Renal ischemia/reperfusion (I/R) leads to acute kidney injury and is associated with cell ferroptosis, an oxidative programmed cell death. This study aims to explore whether USP7 regulates ferroptosis in rat kidneys suffered I/R and the underlying mechanisms.

METHODS

Human renal tubular epithelial cells HK-2 were treated with hypoxia/reoxygenation (H/R) to establish a cell model. The expression of ubiquitin specific peptidase 7 (USP7) in H/R-treated cells was determined. USP7 siRNA was transfected into H/R-treated cells, followed by the detection of cell proliferation, iron ion concentration, oxidative stress levels and glutathione peroxidase 4 (GPX4) and solute carrier family 7-member 11 (SLC7A11) protein levels. Western blotting and immunoprecipitation analyses were performed to detect the effects of USP7 on the ubiquitination of TANK-binding kinase 1 (TBK1) and DNA methyltransferase 1 (DNMT1). Then, H/R-treated cells were transfected with USP7 siRNA alone or together with TBK1 siRNA. Co-immunoprecipitation was used to detect binding relationship between TBK1 and FMRP translational regulator 1 (FMR1).
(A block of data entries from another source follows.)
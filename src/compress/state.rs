//! Compression state management
//!
//! One `CompressState` lives for exactly one `compress` call: output buffer,
//! dictionary, code width and the block-mode ratio tracker all start clean.

use super::dictionary::Dictionary;
use crate::bitbuf::BitBuffer;
use crate::common::{CompressionStats, Header, CHECKPOINT_BITS, HEADER_SIZE, RESET_CODE};
use crate::width::CodeWidth;
use crate::BitOrder;

/// Per-call encoder state
#[derive(Debug)]
pub struct CompressState {
    /// Output stream, header included
    pub out: BitBuffer,
    /// Next free bit in `out`
    pub pos: usize,
    /// Byte-string to code map
    pub dict: Dictionary,
    /// Code size and next code
    pub width: CodeWidth,
    /// Whether RESET codes may be emitted
    pub block_mode: bool,
    /// Raw bytes consumed so far
    pub bytes_in: usize,
    /// Bit position of the next ratio check, armed once the dictionary froze
    pub checkpoint: Option<usize>,
    /// Best ratio seen since the checkpoint was armed
    pub last_ratio: f64,
    /// Codes emitted so far, RESET codes included
    pub codes: usize,
    /// RESET codes emitted so far
    pub resets: usize,
}

impl CompressState {
    /// Write the header into a fresh buffer and start the first epoch
    pub fn new(max_code_size: u8, block_mode: bool, order: BitOrder, size_hint: usize) -> Self {
        let header = Header {
            max_code_size,
            block_mode,
        };
        let mut bytes = Vec::with_capacity(HEADER_SIZE + size_hint / 2);
        bytes.extend_from_slice(&header.to_bytes());

        Self {
            out: BitBuffer::from_bytes(bytes, order),
            pos: HEADER_SIZE * 8,
            dict: Dictionary::new(),
            width: CodeWidth::new(max_code_size, block_mode),
            block_mode,
            bytes_in: 0,
            checkpoint: None,
            last_ratio: 0.0,
            codes: 0,
            resets: 0,
        }
    }

    /// Append `code` at the current code width
    pub fn emit(&mut self, code: u32) {
        let width = self.width.code_size();
        self.out.write_bits(self.pos, width, code);
        self.pos += width as usize;
        self.codes += 1;
    }

    /// Register `prefix` + `byte` under the next code, unless frozen
    ///
    /// Returns true when this call froze the dictionary.
    pub fn add_entry(&mut self, prefix: u32, byte: u8) -> bool {
        let was_frozen = self.width.is_frozen();
        match self.width.reserve() {
            Some(code) => {
                self.dict.insert(prefix, byte, code);
                false
            }
            None => !was_frozen,
        }
    }

    /// Ratio of consumed input bytes to produced output bytes
    fn ratio(&self) -> f64 {
        self.bytes_in as f64 / (self.pos as f64 / 8.0)
    }

    /// Block-mode ratio monitoring, run after every emitted code
    pub fn check_ratio(&mut self, just_froze: bool) {
        if !self.block_mode || !self.width.is_frozen() {
            return;
        }

        if just_froze {
            self.last_ratio = self.ratio();
            self.checkpoint = Some(self.pos + CHECKPOINT_BITS);
            log::debug!(
                "dictionary frozen at bit {}, ratio {:.3}",
                self.pos,
                self.last_ratio
            );
            return;
        }

        let Some(checkpoint) = self.checkpoint else {
            return;
        };
        if self.pos < checkpoint {
            return;
        }

        let ratio = self.ratio();
        if ratio >= self.last_ratio {
            self.last_ratio = ratio;
            self.checkpoint = Some(self.pos + CHECKPOINT_BITS);
            log::debug!("checkpoint at bit {}, ratio {:.3} holds", self.pos, ratio);
        } else {
            log::debug!(
                "ratio fell from {:.3} to {:.3} at bit {}, resetting dictionary",
                self.last_ratio,
                ratio,
                self.pos
            );
            self.emit(RESET_CODE);
            self.reset_dictionary();
        }
    }

    /// Start a new epoch without touching the header or output
    pub fn reset_dictionary(&mut self) {
        self.dict.reset();
        self.width.reset();
        self.checkpoint = None;
        self.last_ratio = 0.0;
        self.resets += 1;
    }

    /// Hand back the packed bytes and what it took to produce them
    pub fn finish(self) -> (Vec<u8>, CompressionStats) {
        let stats = CompressionStats {
            bytes_in: self.bytes_in,
            bytes_out: self.out.len(),
            codes: self.codes,
            resets: self.resets,
            final_code_size: self.width.code_size(),
        };
        (self.out.into_bytes(), stats)
    }
}
//! Error handling for LZW operations
//!
//! This module re-exports the error type used throughout the crate. It uses
//! thiserror for ergonomic error handling; construction, bit-buffer misuse and
//! corrupt input each have their own variants.

pub use crate::common::LzwError;
pub use crate::common::Result;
The level of DNMT1 and methylation ratio of the FMR1 promoter region were determined with chromatin immunoprecipitation and methylation specific PCR assays, respectively. Furthermore, USP7 siRNA and FMR1 siRNA were transfected alone or together into H/R-treated cells, followed by the detection of cell functions. An I/R rat model was constructed to analyze the effects of USP7 on renal function in rats.

RESULTS

USP7 was significantly upregulated in H/R-treated cells. USP7 interference markedly increased HK-2 cell proliferation and the protein levels of GPX4 and SLC7A11, restrained the iron ion concentration, and ameliorated oxidative stress. USP7 promoted TRIM27-mediated TBK1 ubiquitination and degradation. USP7 inhibition resulted in increased ubiquitination and decreased stability of DNMT1. USP7 was able to recruit DNMT1 to the FMR1 promoter region, which increased promoter methylation rates and suppressed FMR1 expression. TBK1 or FMR1 overexpression could reverse the effects of USP7 on cell functions. Inhibition of USP7 alleviated renal ischemia-reperfusion injury in rats.

CONCLUSIONS

USP7 inhibition attenuated I/R-induced renal injury by inhibiting ferroptosis through decreasing ubiquitination of TBK1 and promoting DNMT1-mediated methylation of FMR1.